I have heard concerns raised by many of my constituents about the impact the Medicare bill will have on their Medigap plans. This bill directs the HHS Secretary to work with the National Association of Insurance Commissioners to conduct a review of the changes to the Medigap policies in the new drug benefit for the purpose of evaluating its impact on Medicare beneficiaries.

Lastly, the bill requires GAO to conduct a review of the retail cost of prescription drugs in the U.S. during 2000 through 2003 with an emphasis on the prescription drugs most utilized for individuals age 65 or older. Subsequent reviews will be required annually through 2007.

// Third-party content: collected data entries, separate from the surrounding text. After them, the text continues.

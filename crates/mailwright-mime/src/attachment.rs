//! Binary attachments.

use crate::content_type::ContentType;
use crate::error::Result;

/// A file attached to a message.
#[derive(Debug, Clone, PartialEq, Eq)]
pub struct Attachment {
    content: Vec<u8>,
    filename: String,
    content_type: ContentType,
    inline: bool,
    content_id: Option<String>,
}

impl Attachment {
    /// Creates an attachment.
    ///
    /// Without an explicit `mimetype` (or with an empty one) the type is
    /// guessed from `filename`, falling back to `application/octet-stream`.
    ///
    /// # Errors
    ///
    /// Returns [`crate::Error::InvalidMimeType`] if `mimetype` is given but
    /// not in `type/subtype` form.
    pub fn new(
        content: impl Into<Vec<u8>>,
        filename: impl Into<String>,
        mimetype: Option<&str>,
    ) -> Result<Self> {
        let filename = filename.into();
        let content_type = match mimetype.filter(|m| !m.is_empty()) {
            Some(mimetype) => ContentType::parse_essence(mimetype)?,
            None => ContentType::guess_from_filename(&filename),
        };

        Ok(Self {
            content: content.into(),
            filename,
            content_type,
            inline: false,
            content_id: None,
        })
    }

    /// Marks the attachment for inline display, referenced as `cid:<content_id>`.
    #[must_use]
    pub fn inline(mut self, content_id: impl Into<String>) -> Self {
        self.inline = true;
        self.content_id = Some(content_id.into());
        self
    }

    /// Raw (unencoded) content.
    #[must_use]
    pub fn content(&self) -> &[u8] {
        &self.content
    }

    /// File name shown to the recipient.
    #[must_use]
    pub fn filename(&self) -> &str {
        &self.filename
    }

    /// MIME type of the content.
    #[must_use]
    pub const fn content_type(&self) -> &ContentType {
        &self.content_type
    }

    /// True for `Content-Disposition: inline`.
    #[must_use]
    pub const fn is_inline(&self) -> bool {
        self.inline
    }

    /// Content-ID for inline references.
    #[must_use]
    pub fn content_id(&self) -> Option<&str> {
        self.content_id.as_deref()
    }
}
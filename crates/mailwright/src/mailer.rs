//! The `Mailer` trait shared by all delivery backends.

use std::fmt;

use async_trait::async_trait;
use mailwright_mime::{Address, Message};

use crate::config::{MessageDefaults, Resources};
use crate::error::{DeliveryError, Result};

/// Fields for [`Mailer::create_message`]. Empty fields fall back to the
/// mailer's [`MessageDefaults`].
#[derive(Debug, Clone, Default, PartialEq, Eq)]
pub struct MessageFields {
    /// Subject line.
    pub subject: Option<String>,
    /// Sender shown in the From header.
    pub sender: Option<Address>,
    /// Primary recipients.
    pub to: Vec<Address>,
    /// Secondary recipients.
    pub cc: Vec<Address>,
    /// Hidden recipients.
    pub bcc: Vec<Address>,
    /// Charset for text bodies.
    pub charset: Option<String>,
    /// Plain text body.
    pub plain_body: Option<String>,
    /// HTML body.
    pub html_body: Option<String>,
}

impl MessageFields {
    /// Creates empty fields.
    #[must_use]
    pub fn new() -> Self {
        Self::default()
    }

    /// Sets the subject.
    #[must_use]
    pub fn subject(mut self, subject: impl Into<String>) -> Self {
        self.subject = Some(subject.into());
        self
    }

    /// Sets the sender.
    #[must_use]
    pub fn sender(mut self, sender: Address) -> Self {
        self.sender = Some(sender);
        self
    }

    /// Adds a To recipient.
    #[must_use]
    pub fn to(mut self, to: Address) -> Self {
        self.to.push(to);
        self
    }

    /// Adds a Cc recipient.
    #[must_use]
    pub fn cc(mut self, cc: Address) -> Self {
        self.cc.push(cc);
        self
    }

    /// Adds a Bcc recipient.
    #[must_use]
    pub fn bcc(mut self, bcc: Address) -> Self {
        self.bcc.push(bcc);
        self
    }

    /// Sets the charset.
    #[must_use]
    pub fn charset(mut self, charset: impl Into<String>) -> Self {
        self.charset = Some(charset.into());
        self
    }

    /// Sets the plain text body.
    #[must_use]
    pub fn plain_body(mut self, body: impl Into<String>) -> Self {
        self.plain_body = Some(body.into());
        self
    }

    /// Sets the HTML body.
    #[must_use]
    pub fn html_body(mut self, body: impl Into<String>) -> Self {
        self.html_body = Some(body.into());
        self
    }
}

fn or_default(given: Vec<Address>, default: &[Address]) -> Vec<Address> {
    if given.is_empty() {
        default.to_vec()
    } else {
        given
    }
}

/// A mail delivery backend.
///
/// Implementations only provide [`Mailer::deliver`] and
/// [`Mailer::message_defaults`]; message creation is shared.
#[async_trait]
pub trait Mailer: fmt::Debug + fmt::Display + Send + Sync {
    /// One-time setup, called before the first delivery.
    ///
    /// # Errors
    ///
    /// Returns an error if a named resource cannot be resolved.
    async fn start(&mut self, _resources: &Resources) -> Result<()> {
        Ok(())
    }

    /// Defaults applied by [`Mailer::create_message`].
    fn message_defaults(&self) -> &MessageDefaults;

    /// Delivers messages in order, stopping at the first failure.
    ///
    /// # Errors
    ///
    /// Returns a [`DeliveryError`] carrying the failed message when one was
    /// being sent.
    async fn deliver(&self, messages: Vec<Message>) -> std::result::Result<(), DeliveryError>;

    /// Delivers a single message.
    ///
    /// # Errors
    ///
    /// See [`Mailer::deliver`].
    async fn deliver_one(&self, message: Message) -> std::result::Result<(), DeliveryError> {
        self.deliver(vec![message]).await
    }

    /// Builds a message, filling empty fields from the mailer's defaults.
    ///
    /// # Errors
    ///
    /// Returns [`mailwright_mime::Error::MissingBody`] (wrapped) without a
    /// plain or HTML body, or a charset error.
    fn create_message(&self, fields: MessageFields) -> Result<Message> {
        let defaults = self.message_defaults();
        let mut builder = Message::builder()
            .to_all(or_default(fields.to, &defaults.to))
            .cc_all(or_default(fields.cc, &defaults.cc))
            .bcc_all(or_default(fields.bcc, &defaults.bcc))
            .charset(fields.charset.unwrap_or_else(|| defaults.charset.clone()));

        if let Some(subject) = fields.subject.or_else(|| defaults.subject.clone()) {
            builder = builder.subject(subject);
        }
        if let Some(sender) = fields.sender.or_else(|| defaults.sender.clone()) {
            builder = builder.from(sender);
        }
        if let Some(body) = fields.plain_body {
            builder = builder.plain_body(body);
        }
        if let Some(body) = fields.html_body {
            builder = builder.html_body(body);
        }

        Ok(builder.build()?)
    }

    /// Creates a message and delivers it.
    ///
    /// # Errors
    ///
    /// Creation errors are returned as a [`DeliveryError`] without a message.
    async fn create_and_deliver(
        &self,
        fields: MessageFields,
    ) -> std::result::Result<(), DeliveryError> {
        let message = self.create_message(fields)?;
        self.deliver_one(message).await
    }

    /// Type name used in log lines.
    fn type_name(&self) -> &'static str {
        std::any::type_name::<Self>()
    }
}
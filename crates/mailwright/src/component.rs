//! Lifecycle wrapper that builds, starts and publishes a mailer.

use std::sync::Arc;

use serde_json::Value;
use tracing::info;

use crate::config::{MailerConfig, Resources};
use crate::error::{Error, Result};
use crate::mailer::Mailer;
use crate::registry;

/// A mailer under a resource name.
///
/// ```no_run
/// # async fn run() -> mailwright::Result<()> {
/// use mailwright::{MailerComponent, Resources};
/// use serde_json::json;
///
/// let mut component = MailerComponent::new("smtp", "default", json!({"host": "mail.example.com"}))?;
/// let mailer = component.start(&Resources::new()).await?;
/// # Ok(())
/// # }
/// ```
#[derive(Debug)]
pub struct MailerComponent {
    backend: String,
    resource_name: String,
    pending: Option<Box<dyn Mailer>>,
    mailer: Option<Arc<dyn Mailer>>,
}

impl MailerComponent {
    /// Creates the backend through the registry.
    ///
    /// # Errors
    ///
    /// Returns [`Error::UnknownBackend`] or the backend's configuration error.
    pub fn new(backend: &str, resource_name: impl Into<String>, args: Value) -> Result<Self> {
        let mailer = registry::create_mailer(backend, args)?;
        Ok(Self::with_mailer(backend, resource_name, mailer))
    }

    /// Creates a component from a parsed configuration.
    ///
    /// # Errors
    ///
    /// See [`MailerComponent::new`].
    pub fn from_config(config: MailerConfig) -> Result<Self> {
        Self::new(&config.backend, config.resource_name, config.args)
    }

    /// Wraps an already constructed mailer.
    #[must_use]
    pub fn with_mailer(
        backend: impl Into<String>,
        resource_name: impl Into<String>,
        mailer: Box<dyn Mailer>,
    ) -> Self {
        Self {
            backend: backend.into(),
            resource_name: resource_name.into(),
            pending: Some(mailer),
            mailer: None,
        }
    }

    /// Starts the mailer and returns the shared handle.
    ///
    /// # Errors
    ///
    /// Returns the mailer's start error, or [`Error::Config`] if the
    /// component was already started.
    pub async fn start(&mut self, resources: &Resources) -> Result<Arc<dyn Mailer>> {
        let mut mailer = self.pending.take().ok_or_else(|| {
            Error::Config(format!("mailer {:?} was already started", self.resource_name))
        })?;
        mailer.start(resources).await?;

        let mailer: Arc<dyn Mailer> = Arc::from(mailer);
        info!(
            "Configured mailer ({}; class={})",
            self.resource_name,
            mailer.type_name()
        );
        self.mailer = Some(Arc::clone(&mailer));
        Ok(mailer)
    }

    /// The started mailer, if [`MailerComponent::start`] succeeded.
    #[must_use]
    pub fn mailer(&self) -> Option<Arc<dyn Mailer>> {
        self.mailer.clone()
    }

    /// Name the mailer is published under.
    #[must_use]
    pub fn resource_name(&self) -> &str {
        &self.resource_name
    }

    /// Registered backend name.
    #[must_use]
    pub fn backend(&self) -> &str {
        &self.backend
    }
}
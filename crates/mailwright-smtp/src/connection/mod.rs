//! SMTP connection management.

mod client;
mod framed;
mod state;
mod stream;

pub use client::SmtpClient;
pub use framed::FramedStream;
pub use state::SessionState;
pub use stream::{SmtpStream, connect, default_tls_config};

use crate::types::{AuthMechanism, Extension, Reply};

/// Server capabilities from the EHLO response.
#[derive(Debug, Clone, Default, PartialEq, Eq)]
pub struct ServerInfo {
    /// Server hostname, first word of the greeting or EHLO reply.
    pub hostname: String,
    /// Advertised extensions, in the order the server listed them.
    pub extensions: Vec<Extension>,
}

impl ServerInfo {
    /// Builds server information from an EHLO reply.
    ///
    /// The first line is the server's greeting; every following line is an
    /// extension keyword with optional parameters.
    #[must_use]
    pub fn from_ehlo(reply: &Reply) -> Self {
        let hostname = reply
            .lines
            .first()
            .and_then(|line| line.split_whitespace().next())
            .unwrap_or_default()
            .to_string();

        let extensions = reply
            .lines
            .iter()
            .skip(1)
            .map(|line| Extension::parse(line))
            .collect();

        Self {
            hostname,
            extensions,
        }
    }

    /// Checks if the server supports an extension.
    #[must_use]
    pub fn supports(&self, ext: &Extension) -> bool {
        self.extensions.contains(ext)
    }

    /// Checks if STARTTLS is supported.
    #[must_use]
    pub fn supports_starttls(&self) -> bool {
        self.supports(&Extension::StartTls)
    }

    /// Checks if command pipelining is supported.
    #[must_use]
    pub fn supports_pipelining(&self) -> bool {
        self.supports(&Extension::Pipelining)
    }

    /// Checks if 8-bit message content is accepted.
    #[must_use]
    pub fn supports_8bitmime(&self) -> bool {
        self.supports(&Extension::EightBitMime)
    }

    /// Checks if the SIZE extension is advertised, with or without a limit.
    #[must_use]
    pub fn supports_size(&self) -> bool {
        self.extensions.iter().any(|ext| matches!(ext, Extension::Size(_)))
    }

    /// Returns the maximum message size, if advertised (`SIZE 0` means no limit).
    #[must_use]
    pub fn max_message_size(&self) -> Option<usize> {
        self.extensions.iter().find_map(|ext| match ext {
            Extension::Size(Some(size)) if *size > 0 => Some(*size),
            _ => None,
        })
    }

    /// Returns supported authentication mechanisms.
    #[must_use]
    pub fn auth_mechanisms(&self) -> &[AuthMechanism] {
        self.extensions
            .iter()
            .find_map(|ext| match ext {
                Extension::Auth(mechanisms) => Some(mechanisms.as_slice()),
                _ => None,
            })
            .unwrap_or_default()
    }
}
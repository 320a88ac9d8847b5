//! Delivery through a local `sendmail` executable.

use std::fmt;
use std::path::Path;
use std::process::Stdio;

use async_trait::async_trait;
use mailwright_mime::Message;
use tokio::io::AsyncWriteExt;
use tokio::process::Command;
use tracing::{debug, warn};

use crate::config::{MessageDefaults, SendmailConfig};
use crate::error::{DeliveryError, Error, Result};
use crate::mailer::Mailer;

/// Pipes each message into `sendmail -i -B 8BITMIME <recipients...>`.
#[derive(Debug, Clone)]
pub struct SendmailMailer {
    config: SendmailConfig,
}

impl SendmailMailer {
    /// Creates a mailer from its configuration.
    #[must_use]
    pub const fn new(config: SendmailConfig) -> Self {
        Self { config }
    }

    /// Path to the executable.
    #[must_use]
    pub fn path(&self) -> &Path {
        &self.config.path
    }

    async fn send(&self, message: &Message) -> Result<()> {
        let recipients: Vec<&str> = message.recipients().into_iter().map(|a| a.email()).collect();
        debug!(path = %self.config.path.display(), ?recipients, "Running sendmail");

        let mut child = Command::new(&self.config.path)
            .args(["-i", "-B", "8BITMIME"])
            .args(&recipients)
            .stdin(Stdio::piped())
            .stdout(Stdio::null())
            .stderr(Stdio::piped())
            .kill_on_drop(true)
            .spawn()?;

        let mut stdin = child
            .stdin
            .take()
            .ok_or_else(|| Error::Sendmail("sendmail stdin is not available".to_string()))?;
        let bytes = message.to_bytes();
        let write = async move {
            let written = stdin.write_all(&bytes).await;
            // Closing stdin signals end of message.
            drop(stdin);
            written
        };

        let (written, output) = tokio::join!(write, child.wait_with_output());
        let output = output?;

        if !output.status.success() {
            let stderr = String::from_utf8_lossy(&output.stderr).trim_end().to_string();
            warn!(status = %output.status, stderr = %stderr, "sendmail failed");
            return Err(Error::Sendmail(stderr));
        }
        written?;
        Ok(())
    }
}

impl Default for SendmailMailer {
    fn default() -> Self {
        Self::new(SendmailConfig::default())
    }
}

#[async_trait]
impl Mailer for SendmailMailer {
    fn message_defaults(&self) -> &MessageDefaults {
        &self.config.message_defaults
    }

    async fn deliver(&self, messages: Vec<Message>) -> std::result::Result<(), DeliveryError> {
        for message in messages {
            if let Err(err) = self.send(&message).await {
                return Err(DeliveryError::new(err, Some(message)));
            }
        }
        Ok(())
    }
}

impl fmt::Display for SendmailMailer {
    fn fmt(&self, f: &mut fmt::Formatter<'_>) -> fmt::Result {
        write!(f, "SendmailMailer({:?})", self.config.path)
    }
}

#[cfg(test)]
#[allow(clippy::unwrap_used)]
mod tests {
    use std::path::PathBuf;

    use super::*;

    #[test]
    fn display_shows_path() {
        assert_eq!(
            SendmailMailer::default().to_string(),
            "SendmailMailer(\"/usr/sbin/sendmail\")"
        );
    }

    #[tokio::test]
    async fn missing_executable_reports_spawn_error() {
        let mailer = SendmailMailer::new(SendmailConfig {
            path: PathBuf::from("/nonexistent/sendmail"),
            ..SendmailConfig::default()
        });
        let message = mailer
            .create_message(
                crate::MessageFields::new()
                    .to("a@example.com".parse().unwrap())
                    .plain_body("hi"),
            )
            .unwrap();

        let err = mailer.deliver_one(message).await.unwrap_err();
        assert!(matches!(err.error(), Error::Io(_)));
        assert!(err.message().is_some());
    }
}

And, it requires GAO to conduct an annual study that compares the average retail cost in the U.S. for each of the 20 most utilized prescription drugs for individuals 65 or older with the average price at which private health plans acquire each such drug, the average price at which the Department of Defense and Veterans Administration each acquire such drug, and the average negotiated price for each such drug that eligible beneficiaries enrolled in a prescription drug plan under Part D of Medicare pay.

As someone who voted for the Medicare bill and has seen the cost estimate of that bill go from $400 billion to $534 billion and someone who is very concerned about the growth of entitlement spending, I believe that this bill will shed light on one of the big drivers of health care costs, the cost of prescription drugs.

CBO projects that Americans over 65 will spend $1.8 trillion on prescription drugs over the next ten years. Recent studies of U.S. and Canadian drug-price comparisons show that, on average, prices charged by manufacturers, wholesalers, and retailers were higher in the U.S., most recently by about 70 percent.

For example, an American consumer pays $62.99 for a 30-day supply of the popular cholesterol-lowering drug Lipitor. The same consumer in Canada is paying $35.42. For Prevacid, used to treat acid reflux, an American consumer pays $120.99 for a 30-day supply whereas a Canadian consumer pays $44.27.

If we do not address the exorbitant costs of prescription drugs in this country today, we threaten the viability of programs like Medicare for future generations. I am pleased to join Senators SNOWE, WYDEN and MCCAIN in the fight for lower prescription drug prices for our seniors.

I urge my colleagues to join me in supporting this important legislation.